### EXERCISE DIRECTIONS:
Reproduce exactly the lines that run from the start of the records below to the line with "#[derive(Debug, Error)]", inclusive.

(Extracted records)
= = = =

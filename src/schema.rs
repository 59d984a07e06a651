//! Schema introspection.
//!
//! Both orgs are described for every migrated kind. The source side decides
//! what can be read, the target side decides what can be written, which
//! fields are lookups, and which categorical values are valid.

use std::collections::{BTreeMap, HashMap};

use thiserror::Error;

use crate::store::{FieldDescribe, ObjectDescribe, RecordStore, StoreError};
use crate::types::RecordKind;

#[derive(Debug, Error)]
pub enum SchemaError {
    #[error("{object} has no field `{field}`")]
    UnknownField { object: String, field: String },

    #[error("No schema loaded for {0}")]
    UnknownObject(RecordKind),

    #[error("Describe of {object} on {store} failed: {source}")]
    Describe {
        object: String,
        store: String,
        source: StoreError,
    },
}

#[derive(Debug, Clone, PartialEq, Eq)]
pub enum FieldType {
    Id,
    Reference,
    Picklist,
    MultiPicklist,
    Boolean,
    Email,
    Compound,
    Other(String),
}

impl FieldType {
    pub fn from_describe(value: &str) -> Self {
        match value {
            "id" => FieldType::Id,
            "reference" => FieldType::Reference,
            "picklist" => FieldType::Picklist,
            "multipicklist" => FieldType::MultiPicklist,
            "boolean" => FieldType::Boolean,
            "email" => FieldType::Email,
            "address" | "location" => FieldType::Compound,
            other => FieldType::Other(other.to_string()),
        }
    }
}

/// Where a lookup field points.
#[derive(Debug, Clone, PartialEq, Eq)]
pub enum ReferenceTarget {
    /// A kind this run copies; resolved through the identifier map.
    Migrated(RecordKind),
    /// `RecordType`; resolved by developer name.
    TypeCode,
    /// Anything else; expected to already exist in the target.
    External(Vec<String>),
}

#[derive(Debug, Clone)]
pub struct FieldSchema {
    pub name: String,
    pub field_type: FieldType,
    pub reference_to: Vec<String>,
    pub createable: bool,
    pub updateable: bool,
    pub nillable: bool,
    pub defaulted_on_create: bool,
    /// Active picklist values in describe order.
    pub picklist_values: Vec<String>,
}

impl From<&FieldDescribe> for FieldSchema {
    fn from(field: &FieldDescribe) -> Self {
        Self {
            name: field.name.clone(),
            field_type: FieldType::from_describe(&field.field_type),
            reference_to: field.reference_to.clone(),
            createable: field.createable,
            updateable: field.updateable,
            nillable: field.nillable,
            defaulted_on_create: field.defaulted_on_create,
            picklist_values: field
                .picklist_values
                .iter()
                .filter(|p| p.active)
                .map(|p| p.value.clone())
                .collect(),
        }
    }
}

impl FieldSchema {
    pub fn is_reference(&self) -> bool {
        self.field_type == FieldType::Reference
    }

    /// Must carry a value on insert.
    pub fn required_on_create(&self) -> bool {
        self.createable && !self.nillable && !self.defaulted_on_create
    }

    pub fn reference_target(&self) -> Option<ReferenceTarget> {
        if !self.is_reference() {
            return None;
        }
        let migrated: Vec<RecordKind> = self
            .reference_to
            .iter()
            .filter_map(|o| RecordKind::from_api_name(o))
            .collect();
        if self.reference_to.len() == 1 && migrated.len() == 1 {
            return Some(ReferenceTarget::Migrated(migrated[0]));
        }
        if self.reference_to.iter().any(|o| o == "RecordType") {
            return Some(ReferenceTarget::TypeCode);
        }
        Some(ReferenceTarget::External(self.reference_to.clone()))
    }

    pub fn allows(&self, value: &str) -> bool {
        self.picklist_values.iter().any(|v| v == value)
    }
}

#[derive(Debug, Clone)]
pub struct ObjectSchema {
    pub kind: RecordKind,
    fields: BTreeMap<String, FieldSchema>,
}

impl ObjectSchema {
    pub fn from_describe(kind: RecordKind, describe: &ObjectDescribe) -> Self {
        Self {
            kind,
            fields: describe
                .fields
                .iter()
                .map(|f| (f.name.clone(), FieldSchema::from(f)))
                .collect(),
        }
    }

    pub fn get(&self, name: &str) -> Option<&FieldSchema> {
        self.fields.get(name)
    }

    pub fn field(&self, name: &str) -> Result<&FieldSchema, SchemaError> {
        self.get(name).ok_or_else(|| SchemaError::UnknownField {
            object: self.kind.api_name().to_string(),
            field: name.to_string(),
        })
    }

    pub fn has(&self, name: &str) -> bool {
        self.fields.contains_key(name)
    }

    pub fn fields(&self) -> impl Iterator<Item = &FieldSchema> {
        self.fields.values()
    }

    pub fn reference_fields(&self) -> impl Iterator<Item = (&FieldSchema, ReferenceTarget)> {
        self.fields
            .values()
            .filter_map(|f| f.reference_target().map(|t| (f, t)))
    }

    /// Lookup fields on this object that point at `kind`.
    pub fn fields_referencing(&self, kind: RecordKind) -> Vec<String> {
        self.reference_fields()
            .filter(|(_, t)| *t == ReferenceTarget::Migrated(kind))
            .map(|(f, _)| f.name.clone())
            .collect()
    }

    pub fn picklist_values(&self, name: &str) -> Result<&[String], SchemaError> {
        Ok(&self.field(name)?.picklist_values)
    }
}

/// Described schemas of both orgs.
#[derive(Debug, Clone, Default)]
pub struct SchemaRegistry {
    source: HashMap<RecordKind, ObjectSchema>,
    target: HashMap<RecordKind, ObjectSchema>,
}

impl SchemaRegistry {
    pub fn new(
        source: impl IntoIterator<Item = ObjectSchema>,
        target: impl IntoIterator<Item = ObjectSchema>,
    ) -> Self {
        Self {
            source: source.into_iter().map(|s| (s.kind, s)).collect(),
            target: target.into_iter().map(|s| (s.kind, s)).collect(),
        }
    }

    pub fn source(&self, kind: RecordKind) -> Result<&ObjectSchema, SchemaError> {
        self.source.get(&kind).ok_or(SchemaError::UnknownObject(kind))
    }

    pub fn target(&self, kind: RecordKind) -> Result<&ObjectSchema, SchemaError> {
        self.target.get(&kind).ok_or(SchemaError::UnknownObject(kind))
    }

    /// Fields to select from the source: `Id`, every field the target can
    /// accept on insert, and any `links` the traversal needs.
    pub fn queryable_fields(&self, kind: RecordKind, links: &[String]) -> Result<Vec<String>, SchemaError> {
        let source = self.source(kind)?;
        let target = self.target(kind)?;

        let mut fields = vec!["Id".to_string()];
        for field in source.fields() {
            if field.name == "Id" || field.field_type == FieldType::Compound {
                continue;
            }
            let writable = target.get(&field.name).is_some_and(|t| t.createable);
            if writable || links.contains(&field.name) {
                fields.push(field.name.clone());
            }
        }
        for link in links {
            source.field(link)?;
        }
        Ok(fields)
    }
}

async fn describe_kind(
    store: &dyn RecordStore,
    kind: RecordKind,
) -> Result<ObjectSchema, SchemaError> {
    let describe = store
        .describe(kind.api_name())
        .await
        .map_err(|source| SchemaError::Describe {
            object: kind.api_name().to_string(),
            store: store.label().to_string(),
            source,
        })?;
    Ok(ObjectSchema::from_describe(kind, &describe))
}

/// Describe every kind on both sides.
pub async fn introspect(
    source: &dyn RecordStore,
    target: &dyn RecordStore,
    kinds: &[RecordKind],
) -> Result<SchemaRegistry, SchemaError> {
    let mut source_schemas = Vec::with_capacity(kinds.len());
    let mut target_schemas = Vec::with_capacity(kinds.len());
    for &kind in kinds {
        source_schemas.push(describe_kind(source, kind).await?);
        let target_schema = describe_kind(target, kind).await?;
        log::debug!(
            "{}: {} lookup field(s) in target",
            kind,
            target_schema.reference_fields().count()
        );
        target_schemas.push(target_schema);
    }
    Ok(SchemaRegistry::new(source_schemas, target_schemas))
}

#[cfg(test)]
mod tests {
    use super::*;
    use crate::store::{MemoryStore, PicklistEntry};

    fn field(name: &str, kind: &str) -> FieldDescribe {
        FieldDescribe {
            name: name.into(),
            field_type: kind.into(),
            createable: true,
            updateable: true,
            nillable: true,
            ..FieldDescribe::default()
        }
    }

    fn reference(name: &str, to: &[&str]) -> FieldDescribe {
        FieldDescribe {
            reference_to: to.iter().map(|s| s.to_string()).collect(),
            ..field(name, "reference")
        }
    }

    fn opportunity() -> ObjectDescribe {
        ObjectDescribe {
            name: "Opportunity".into(),
            fields: vec![
                FieldDescribe {
                    createable: false,
                    updateable: false,
                    ..field("Id", "id")
                },
                reference("AccountId", &["Account"]),
                reference("RecordTypeId", &["RecordType"]),
                reference("OwnerId", &["Group", "User"]),
                FieldDescribe {
                    nillable: false,
                    picklist_values: vec![
                        PicklistEntry { value: "Prospecting".into(), active: true },
                        PicklistEntry { value: "Legacy".into(), active: false },
                        PicklistEntry { value: "Closed Won".into(), active: true },
                    ],
                    ..field("StageName", "picklist")
                },
                field("BillingAddress", "address"),
                FieldDescribe {
                    createable: false,
                    ..field("ExpectedRevenue", "currency")
                },
            ],
        }
    }

    #[test]
    fn classifies_reference_targets() {
        let schema = ObjectSchema::from_describe(RecordKind::Opportunity, &opportunity());
        assert_eq!(
            schema.field("AccountId").unwrap().reference_target(),
            Some(ReferenceTarget::Migrated(RecordKind::Account))
        );
        assert_eq!(
            schema.field("RecordTypeId").unwrap().reference_target(),
            Some(ReferenceTarget::TypeCode)
        );
        assert_eq!(
            schema.field("OwnerId").unwrap().reference_target(),
            Some(ReferenceTarget::External(vec!["Group".into(), "User".into()]))
        );
        assert_eq!(schema.field("StageName").unwrap().reference_target(), None);
        assert_eq!(schema.fields_referencing(RecordKind::Account), vec!["AccountId"]);
    }

    #[test]
    fn picklists_keep_only_active_values_in_order() {
        let schema = ObjectSchema::from_describe(RecordKind::Opportunity, &opportunity());
        assert_eq!(
            schema.picklist_values("StageName").unwrap(),
            &["Prospecting".to_string(), "Closed Won".to_string()]
        );
        assert!(schema.field("StageName").unwrap().required_on_create());
        assert!(matches!(
            schema.picklist_values("Nope"),
            Err(SchemaError::UnknownField { field, .. }) if field == "Nope"
        ));
    }

    #[tokio::test]
    async fn introspect_describes_both_sides_and_selects_writable_fields() {
        let source = MemoryStore::new("prod", "https://prod").with_describe(opportunity());
        let target = MemoryStore::new("qa", "https://qa").with_describe(opportunity());

        let registry = introspect(&source, &target, &[RecordKind::Opportunity])
            .await
            .unwrap();
        let fields = registry
            .queryable_fields(RecordKind::Opportunity, &[])
            .unwrap();
        assert_eq!(
            fields,
            vec!["Id", "AccountId", "OwnerId", "RecordTypeId", "StageName"]
        );

        let with_link = registry
            .queryable_fields(RecordKind::Opportunity, &["ExpectedRevenue".to_string()])
            .unwrap();
        assert!(with_link.contains(&"ExpectedRevenue".to_string()));
        assert!(registry.queryable_fields(RecordKind::Opportunity, &["Bogus".into()]).is_err());
    }

    #[tokio::test]
    async fn missing_describe_is_reported_with_store_and_object() {
        let source = MemoryStore::new("prod", "https://prod");
        let target = MemoryStore::new("qa", "https://qa");
        let err = introspect(&source, &target, &[RecordKind::Case])
            .await
            .unwrap_err();
        assert!(err.to_string().starts_with("Describe of Case on prod failed"));
    }
}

= = = =

### WRITTEN RESPONSE:
filename src/schema.rs
repository 59d984a07e06a651
//! Schema introspection.
//!
//! Both orgs are described for every migrated kind. The source side decides
//! what can be read, the target side decides what can be written, which
//! fields are lookups, and which categorical values are valid.

use std::collections::{BTreeMap, HashMap};

use thiserror::Error;

use crate::store::{FieldDescribe, ObjectDescribe, RecordStore, StoreError};
use crate::types::RecordKind;

#[derive(Debug, Error)]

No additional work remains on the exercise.